収入印紙の貼り忘れ・消印漏れによる過怠税
課税文書に必要な収入印紙を貼らなかった場合や、貼った印紙を所定の方法で消さなかった場合、過怠税が課されます。印紙を貼らなかった場合、原則として本来の印紙税額とその2倍に相当する金額の合計、つまり印紙税額の3倍の過怠税が課されることがあります。税務調査を予知していない段階で自主的に申し出た場合、過怠税が印紙税額の1.1倍に軽減されることがあります。
売り手としては、印紙の貼り忘れが、本来より重い負担につながる点に注意することが重要です。どの文書に印紙が必要かを確認し、貼り忘れを防ぐことが重要です。
印紙税・契約関連費用の負担者の取り決め
印紙税を売り手と買い手のどちらが負担するかは、当事者間の取り決めによります。
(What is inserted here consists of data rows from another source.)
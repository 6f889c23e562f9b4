// Copyright (c) 2025 Felix Kahle.
//
// Permission is hereby granted, free of charge, to any person obtaining
// a copy of this software and associated documentation files (the
// "Software"), to deal in the Software without restriction, including
// without limitation the rights to use, copy, modify, merge, publish,
// distribute, sublicense, and/or sell copies of the Software, and to
// permit persons to whom the Software is furnished to do so, subject to
// the following conditions:
//
// The above copyright notice and this permission notice shall be
// included in all copies or substantial portions of the Software.
//
// THE SOFTWARE IS PROVIDED "AS IS", WITHOUT WARRANTY OF ANY KIND,
// EXPRESS OR IMPLIED, INCLUDING BUT NOT LIMITED TO THE WARRANTIES OF
// MERCHANTABILITY, FITNESS FOR A PARTICULAR PURPOSE AND
// NONINFRINGEMENT. IN NO EVENT SHALL THE AUTHORS OR COPYRIGHT HOLDERS BE
// LIABLE FOR ANY CLAIM, DAMAGES OR OTHER LIABILITY, WHETHER IN AN ACTION
// OF CONTRACT, TORT OR OTHERWISE, ARISING FROM, OUT OF OR IN CONNECTION
// WITH THE SOFTWARE OR THE USE OR OTHER DEALINGS IN THE SOFTWARE.

pub mod tolerance;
契約書を2通作成する場合、それぞれが保管する1通分の印紙税を各自で負担することもありますが、負担方法は当事者間で取り決める必要があります。負担の仕方を明確にしておかないと、後で認識のずれが生じることがあります。
売り手としては、印紙税を含む費用の負担を、取引条件の一部として取り決めておくことが重要です。印紙税、専門家費用、登記費用、振込手数料などの負担を曖昧にしたまま進めると、想定より手取りが減る場合があります。
印紙税を含め、M&Aにかかる税金や費用は、手法の選び方によって変わります。M&Aにかかる税金・費用の全体像については、以下の記事でも詳しく解説しています。
まとめ
印紙税とは、契約書などの課税文書を作成した際にかかる税金です。M&Aでは、株式譲渡契約書には原則としてかからないと整理される一方、事業譲渡契約書、合併契約書、吸収分割契約書、新設分割計画書などにはかかる場合があります。用いる手法によって、印紙税の負担は変わります。
特に売り手にとっては、以下のような論点を踏まえたうえで進めることが重要です。
- 自社のM&Aで、どの契約書に印紙税がかかるかを確認すること
- 電子契約のみで完結する場合など、印紙税を抑えられる場合があること
- 印紙の貼り忘れ・消印漏れによる過怠税に注意すること
- 印紙税を含む費用の負担者を、取引条件として取り決めること
印紙税は、一つひとつは小さく見えても、手法、契約書の作成通数、費用負担の取り決めによっては、売り手の手取りに影響します。電子契約の利用、作成通数の調整、記載金額の確認などにより、適法な範囲で負担を抑えられる場合があります。
納得のいくM&Aを実現するためには、早い段階から売り手の立場で支援できる専門家と連携し、税金や費用を含めて手取りを見据えた準備を進めていくことが、よりよい結果につながりやすくなります。